Anthony “Ant Man” Edwards was the highlighted signee of what was ESPN's No. 5-ranked recruiting class and he leads Georgia in scoring at 18.4 points per game. But the Bulldogs are proving to be more than a one-man show.

In addition to Wheeler, freshman Toumani Camara has averaged just under 11 points over the last three games. Meanwhile, veteran Rayshaun Hammonds has blossomed with the surrounding talent. The 6-9 junior from Norcross has averaged nearly a double-double (15.2 points 9.7 rebounds) over the last four games.

“It’s going to be exciting and we’re going to be ready to play,” Hammonds said of Tuesday night's anticipated atmosphere. “We’re maturing. We had practice yesterday and I felt like everybody was locked in. The young guys know what it takes to win big games now.”

Crean showed last season that he knew how to create a special basketball atmosphere. Fans flocked to Stegeman Coliseum last season even though the Bulldogs only won eight games on their home floor — and 11 overall.
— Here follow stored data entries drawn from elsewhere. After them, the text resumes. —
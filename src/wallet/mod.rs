//! Local key storage for the CLI

pub mod wallet;

pub use wallet::{WalletEntry, Wallets};
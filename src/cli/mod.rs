//! Command line interface

pub mod commands;

pub use commands::{execute, run_cli, Cli, Commands};
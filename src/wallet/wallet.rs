use crate::crypto::keys::{is_valid_address, KeyPair, PrivateKey};
use crate::{ChainError, Result};
use serde::{Deserialize, Serialize};
use std::collections::BTreeMap;
use std::path::{Path, PathBuf};

#[derive(Debug, Clone, PartialEq, Eq, Serialize, Deserialize)]
pub struct WalletEntry {
    /// Hex-encoded secp256k1 secret key. Stored unencrypted.
    pub private_key: String,
    pub created_at: u64,
}

/// Address to key mapping persisted as a JSON file.
#[derive(Debug)]
pub struct Wallets {
    path: PathBuf,
    wallets: BTreeMap<String, WalletEntry>,
}

impl Wallets {
    /// Opens the wallet file at `path`; a missing file is an empty wallet set.
    pub fn load<P: AsRef<Path>>(path: P) -> Result<Self> {
        let path = path.as_ref().to_path_buf();

        let wallets = if path.exists() {
            let content = std::fs::read_to_string(&path)?;
            serde_json::from_str(&content)?
        } else {
            BTreeMap::new()
        };

        Ok(Self { path, wallets })
    }

    pub fn save(&self) -> Result<()> {
        if let Some(parent) = self.path.parent().filter(|p| !p.as_os_str().is_empty()) {
            std::fs::create_dir_all(parent)?;
        }
        let content = serde_json::to_string_pretty(&self.wallets)?;
        std::fs::write(&self.path, content)?;
        Ok(())
    }

    /// Generates a fresh key pair and returns its address. Call [`Wallets::save`]
    /// to persist it.
    pub fn create_wallet(&mut self) -> Result<String> {
        let keypair = KeyPair::new()?;
        let address = keypair.address();

        self.wallets.insert(
            address.clone(),
            WalletEntry {
                private_key: keypair.private_key.to_hex(),
                created_at: chrono::Utc::now().timestamp() as u64,
            },
        );

        log::info!("🔑 Created wallet {}", address);
        Ok(address)
    }

    pub fn get(&self, address: &str) -> Result<KeyPair> {
        if !is_valid_address(address) {
            return Err(ChainError::InvalidInput(format!("Invalid address: {}", address)));
        }

        let entry = self
            .wallets
            .get(address)
            .ok_or_else(|| ChainError::Wallet(format!("No wallet for address {}", address)))?;

        let keypair = KeyPair::from_private_key(PrivateKey::from_hex(&entry.private_key)?);
        if keypair.address() != address {
            return Err(ChainError::Wallet(format!("Stored key does not match address {}", address)));
        }
        Ok(keypair)
    }

    pub fn addresses(&self) -> Vec<String> {
        self.wallets.keys().cloned().collect()
    }

    pub fn len(&self) -> usize {
        self.wallets.len()
    }

    pub fn is_empty(&self) -> bool {
        self.wallets.is_empty()
    }
}

#[cfg(test)]
mod tests {
    use super::*;
    use tempfile::TempDir;

    #[test]
    fn test_create_save_and_reload() -> Result<()> {
        let temp_dir = TempDir::new().unwrap();
        let path = temp_dir.path().join("wallets.json");

        let mut wallets = Wallets::load(&path)?;
        assert!(wallets.is_empty());

        let first = wallets.create_wallet()?;
        let second = wallets.create_wallet()?;
        assert_ne!(first, second);
        wallets.save()?;

        let reloaded = Wallets::load(&path)?;
        assert_eq!(reloaded.len(), 2);
        assert!(reloaded.addresses().contains(&first));

        let keypair = reloaded.get(&first)?;
        assert_eq!(keypair.address(), first);
        assert_eq!(keypair.public_key, wallets.get(&first)?.public_key);

        Ok(())
    }

    #[test]
    fn test_unknown_and_invalid_addresses() -> Result<()> {
        let temp_dir = TempDir::new().unwrap();
        let wallets = Wallets::load(temp_dir.path().join("wallets.json"))?;

        let stranger = KeyPair::new()?.address();
        assert!(matches!(wallets.get(&stranger), Err(ChainError::Wallet(_))));
        assert!(matches!(wallets.get("not-an-address"), Err(ChainError::InvalidInput(_))));

        Ok(())
    }

    #[test]
    fn test_mismatched_key_is_rejected() -> Result<()> {
        let temp_dir = TempDir::new().unwrap();
        let path = temp_dir.path().join("wallets.json");

        let address = KeyPair::new()?.address();
        let other_key = KeyPair::new()?.private_key.to_hex();
        let content = format!(
            "{{\"{}\": {{\"private_key\": \"{}\", \"created_at\": 0}}}}",
            address, other_key
        );
        std::fs::write(&path, content).unwrap();

        let wallets = Wallets::load(&path)?;
        assert!(matches!(wallets.get(&address), Err(ChainError::Wallet(_))));

        Ok(())
    }
}
//! Shared error response structures

use chrono::{DateTime, Utc};
use serde::{Deserialize, Serialize};
use std::collections::HashMap;

/// Standard error response structure used across all API endpoints
#[derive(Debug, Clone, Serialize, Deserialize)]
pub struct ErrorResponse {
    /// Error code for client identification
    pub error: String,

    /// Human-readable error message
    pub message: String,

    /// Additional error details (field errors, etc.)
    #[serde(skip_serializing_if = "Option::is_none")]
    pub details: Option<HashMap<String, serde_json::Value>>,

    /// Timestamp when the error occurred
    pub timestamp: DateTime<Utc>,
}

impl ErrorResponse {
    /// Create a new error response
    pub fn new(error: impl Into<String>, message: impl Into<String>) -> Self {
        Self {
            error: error.into(),
            message: message.into(),
            details: None,
            timestamp: Utc::now(),
        }
    }

    /// Add a detail field to the error response
    pub fn add_detail(mut self, key: impl Into<String>, value: impl Serialize) -> Self {
        let details = self.details.get_or_insert_with(HashMap::new);
        if let Ok(json_value) = serde_json::to_value(value) {
            details.insert(key.into(), json_value);
        }
        self
    }
}

/// Error codes used in response bodies
pub mod error_codes {
    pub const UNAUTHORIZED: &str = "UNAUTHORIZED";
    pub const FORBIDDEN: &str = "FORBIDDEN";
    pub const NOT_FOUND: &str = "NOT_FOUND";
    pub const CONFLICT: &str = "CONFLICT";
    pub const BAD_REQUEST: &str = "BAD_REQUEST";
    pub const VALIDATION_ERROR: &str = "VALIDATION_ERROR";
    pub const DATABASE_ERROR: &str = "DATABASE_ERROR";
    pub const INTERNAL_ERROR: &str = "INTERNAL_ERROR";
}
Georgia is now only one win shy of matching that 11-win total. Six of the Bulldogs' nine SEC games already are sold out, including this one, which was maxed before the season even started.

With ESPN’s Jay Bilas in town Monday watching practice as well as other national basketball analysts, there was a feeling Crean’s vision for Georgia basketball was being realized already.

“It’s all part of the process,” Crean said before the Bulldogs’ practice. “Kentucky sells out wherever they go. We’re excited about it; we’re excited that Jay Bilas, Karl Ravech, Marty Smith are covering it. I think that’s a big deal. But that’s all part of it. I’m happy for our team and our fans a chance to feel that.”

Of course, the Bulldogs’ youthful zest will be measured against the realities of facing a blue-blood program Kentucky. While the Wildcats, so far at least, haven’t proven to be the juggernaut everyone is so accustomed to seeing under coach John Calipari, they have all the resident parts and pedigree.

This time it’s Tyrese Maxey who enters as the new Kentucky star. The 6-3 guard, who joins Georgia’s Wheeler as standout freshmen from the state of Texas, is averaging 13.8 points an outing. As usual, the Wildcats feature a couple of “got-away Georgians” in sophomores Ashton Hagan and E.J Montgomery, who gave the Bulldogs fits last year.

The Bulldogs are ranked 36th in the latest NET rankings, but oddly did not move up after the road win at Memphis. Maybe a nationally-televised win over Kentucky will move the needle. But Crean insists respect is not what his team is looking for.

“It’s not about proving anything to America,” Crean said. “It’s about getting ready to play a great team, it’s about playing Kentucky, an outstanding team year-in and year-out. … It’s the next game on the schedule, and it’s a big one. But so is Saturday’s (against undefeated Auburn) and next Wednesday’s (against Tennessee).”